If a dog does have issues with trying to back out of a collar I'd go with a martingale instead of the slip.

And besides, if a dog is reacting THAT much you've goon too far too fast. The idea is to avoid ALL reactions.


----------



## GSDOwner2008 (Jan 19, 2008)

*Oh Apollo....*

Something new, and not good.

Apollo has his issues towards other dogs, and we were going to start working on that until we found out he has ringworm, so we were going to treat that first, and then socialize him because I have heard that ringworm is contagious.

He's never taken out his issues on Zeus before, and now he's worrying me. Lately he has been very possesive of their toys, so I eliminated that by taking them away and only letting them have them when they are separated. Except now that anytime Zeus gets mad because Apollo is doing something he doesn't like, Apollo gets furious and then things escalate.
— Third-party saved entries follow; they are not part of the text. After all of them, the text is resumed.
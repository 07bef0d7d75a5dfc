// Copyright 2024 FastLabs Developers
//
// Licensed under the Apache License, Version 2.0 (the "License");
// you may not use this file except in compliance with the License.
// You may obtain a copy of the License at
//
//     http://www.apache.org/licenses/LICENSE-2.0
//
// Unless required by applicable law or agreed to in writing, software
// distributed under the License is distributed on an "AS IS" BASIS,
// WITHOUT WARRANTIES OR CONDITIONS OF ANY KIND, either express or implied.
// See the License for the specific language governing permissions and
// limitations under the License.

use log::LevelFilter;

use crate::Append;
use crate::Diagnostic;
use crate::Filter;
use crate::Logger;
use crate::Trap;
use crate::logger::log_impl::Dispatch;
use crate::trap::DefaultTrap;

/// Create a new empty [`LoggerBuilder`] instance for configuring log dispatching.
///
/// # Examples
///
/// ```no_run
/// use logforth_append_riemann::append::Riemann;
/// use logforth_append_riemann::config::RiemannConfig;
///
/// let mut riemann = Riemann::new(RiemannConfig::builder().build().unwrap());
/// riemann.start().unwrap();
///
/// logforth_append_riemann::builder()
///     .dispatch(|d| d.append(riemann))
///     .apply();
/// ```
pub fn builder() -> LoggerBuilder {
    LoggerBuilder {
        dispatches: vec![],
        max_level: LevelFilter::Trace,
        trap: Box::new(DefaultTrap::default()),
    }
}

/// A builder for configuring log dispatching and setting up the global logger.
#[must_use = "call `apply` to set the global logger or `build` to construct a logger instance"]
#[derive(Debug)]
pub struct LoggerBuilder {
    // stashed dispatches
    dispatches: Vec<Dispatch>,
    max_level: LevelFilter,
    trap: Box<dyn Trap>,
}

impl LoggerBuilder {
    /// Register a new dispatch with the [`LoggerBuilder`].
    pub fn dispatch<F>(mut self, f: F) -> Self
    where
        F: FnOnce(DispatchBuilder<false>) -> DispatchBuilder<true>,
    {
        self.dispatches.push(f(DispatchBuilder::new()).build());
        self
    }

    /// Set the global maximum log level.
    ///
    /// This will be passed to [`log::set_max_level`] on [`LoggerBuilder::apply`].
    pub fn max_level(mut self, max_level: LevelFilter) -> Self {
        self.max_level = max_level;
        self
    }

    /// Set the trap that receives errors returned by appenders.
    ///
    /// Default to [`DefaultTrap`].
    pub fn trap(mut self, trap: impl Into<Box<dyn Trap>>) -> Self {
        self.trap = trap.into();
        self
    }

    /// Build the [`Logger`].
    pub fn build(self) -> Logger {
        Logger::new(self.dispatches, self.trap)
    }

    /// Set up the global logger with all the configured dispatches.
    ///
    /// This should be called early in the execution of a Rust program. Any log events that occur
    /// before initialization will be ignored.
    ///
    /// # Errors
    ///
    /// Return an error if a global logger has already been set.
    pub fn try_apply(self) -> Result<(), log::SetLoggerError> {
        let max_level = self.max_level;
        log::set_boxed_logger(Box::new(self.build()))?;
        log::set_max_level(max_level);
        Ok(())
    }

    /// Set up the global logger with all the configured dispatches.
    ///
    /// # Panics
    ///
    /// Panic if the global logger has already been set.
    pub fn apply(self) {
        self.try_apply()
            .expect("LoggerBuilder::apply must be called before the global logger initialized");
    }
}

/// A builder for configuring a log dispatch, including filters, diagnostics and appenders.
///
/// # Examples
///
/// ```no_run
/// use logforth_append_riemann::append::Riemann;
/// use logforth_append_riemann::config::RiemannConfig;
/// use logforth_append_riemann::diagnostic::ThreadLocalDiagnostic;
/// use logforth_append_riemann::filter::MinimumLevel;
/// use logforth_append_riemann::record::Level;
///
/// let mut riemann = Riemann::new(RiemannConfig::builder().build().unwrap());
/// riemann.start().unwrap();
///
/// logforth_append_riemann::builder()
///     .dispatch(|d| {
///         d.filter(MinimumLevel::new(Level::Warn))
///             .diagnostic(ThreadLocalDiagnostic::default())
///             .append(riemann)
///     })
///     .apply();
/// ```
#[derive(Debug)]
pub struct DispatchBuilder<const APPEND: bool> {
    filters: Vec<Box<dyn Filter>>,
    diagnostics: Vec<Box<dyn Diagnostic>>,
    appends: Vec<Box<dyn Append>>,
}

impl DispatchBuilder<false> {
    fn new() -> Self {
        DispatchBuilder {
            filters: vec![],
            diagnostics: vec![],
            appends: vec![],
        }
    }

    /// Add a filter to this dispatch.
    pub fn filter(mut self, filter: impl Into<Box<dyn Filter>>) -> Self {
        self.filters.push(filter.into());
        self
    }

    /// Add a diagnostic to this dispatch.
    pub fn diagnostic(mut self, diagnostic: impl Into<Box<dyn Diagnostic>>) -> Self {
        self.diagnostics.push(diagnostic.into());
        self
    }
}

impl DispatchBuilder<true> {
    fn build(self) -> Dispatch {
        Dispatch::new(self.filters, self.diagnostics, self.appends)
    }
}

impl<const APPEND: bool> DispatchBuilder<APPEND> {
    /// Add an appender to this dispatch.
    pub fn append(mut self, append: impl Into<Box<dyn Append>>) -> DispatchBuilder<true> {
        self.appends.push(append.into());
        DispatchBuilder {
            filters: self.filters,
            diagnostics: self.diagnostics,
            appends: self.appends,
        }
    }
}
Sometimes Zeus won't be doing anything. Sometimes he will just walk past Apollo's crate, or the washroom when they are separated when they eat, and Apollo just goes nuts! He doesn't do it all the time, and he doesn't really give any warning.
Just BAM!

Help?


----------



## onyx'girl (May 18, 2007)

*Re: Oh Apollo....*

I still think it is age related, too bad he is being such a bu**. I know Onyx went thru a really weird stage at just over a year, and I was sure it would end in a bite situation. The observation of the briard breeder still sticks in my mind for the flakey attitude.
I bought a muzzle and really stepped up the NILIF when she was going thru this. She did grow out of it and is really a good dog, though still fearful at the vet and if people give her touch type attention, she will give a warning growl. I observe every bit of her body language. I hope Apollo is just going thru a flakey period and more good advice for you and others that may be in simular situations will add to this thread.


----------



## BowWowMeow (May 7, 2007)

*Re: Oh Apollo....*

Read this thread. This is a very similar situation and I think you will find a lot of good information in it:

http://www.germanshepherds.com/forum/ubbthreads.php?ubb=showflat&Number=804708&page=3#Post804708


----------



## GSDOwner2008 (Jan 19, 2008)

*Re: Oh Apollo....*

Thanks, I muzzled him and had both boys out... He was so miserable in that muzzle, not that he was trying to get out of it, he just seemed depressed.


----------



## onyx'girl (May 18, 2007)

*Re: Oh Apollo....*

I only used the muzzle when Onyx was in public. I was getting her use to it at home and she removed it and brought it back to me in her mouth! There was snow on the ground and I was happy she brought it back. She was/still always wants to herd Kacie and Clover. The muzzle made it nice for them, they didn't get their legs nipped. I had the mesh one. Never had to upgrade to a wire basket. I have it still in my toolbox, but haven't needed it for a long time. I think some of these high driven dogs just need an outlet for their energy. And they seem to mature at a slower rate than the more laid back.


----------



## GSDOwner2008 (Jan 19, 2008)

*Re: Oh Apollo....*

That's the odd thing. Apollo is the laid back one, the one who NEVER destroyed anything. 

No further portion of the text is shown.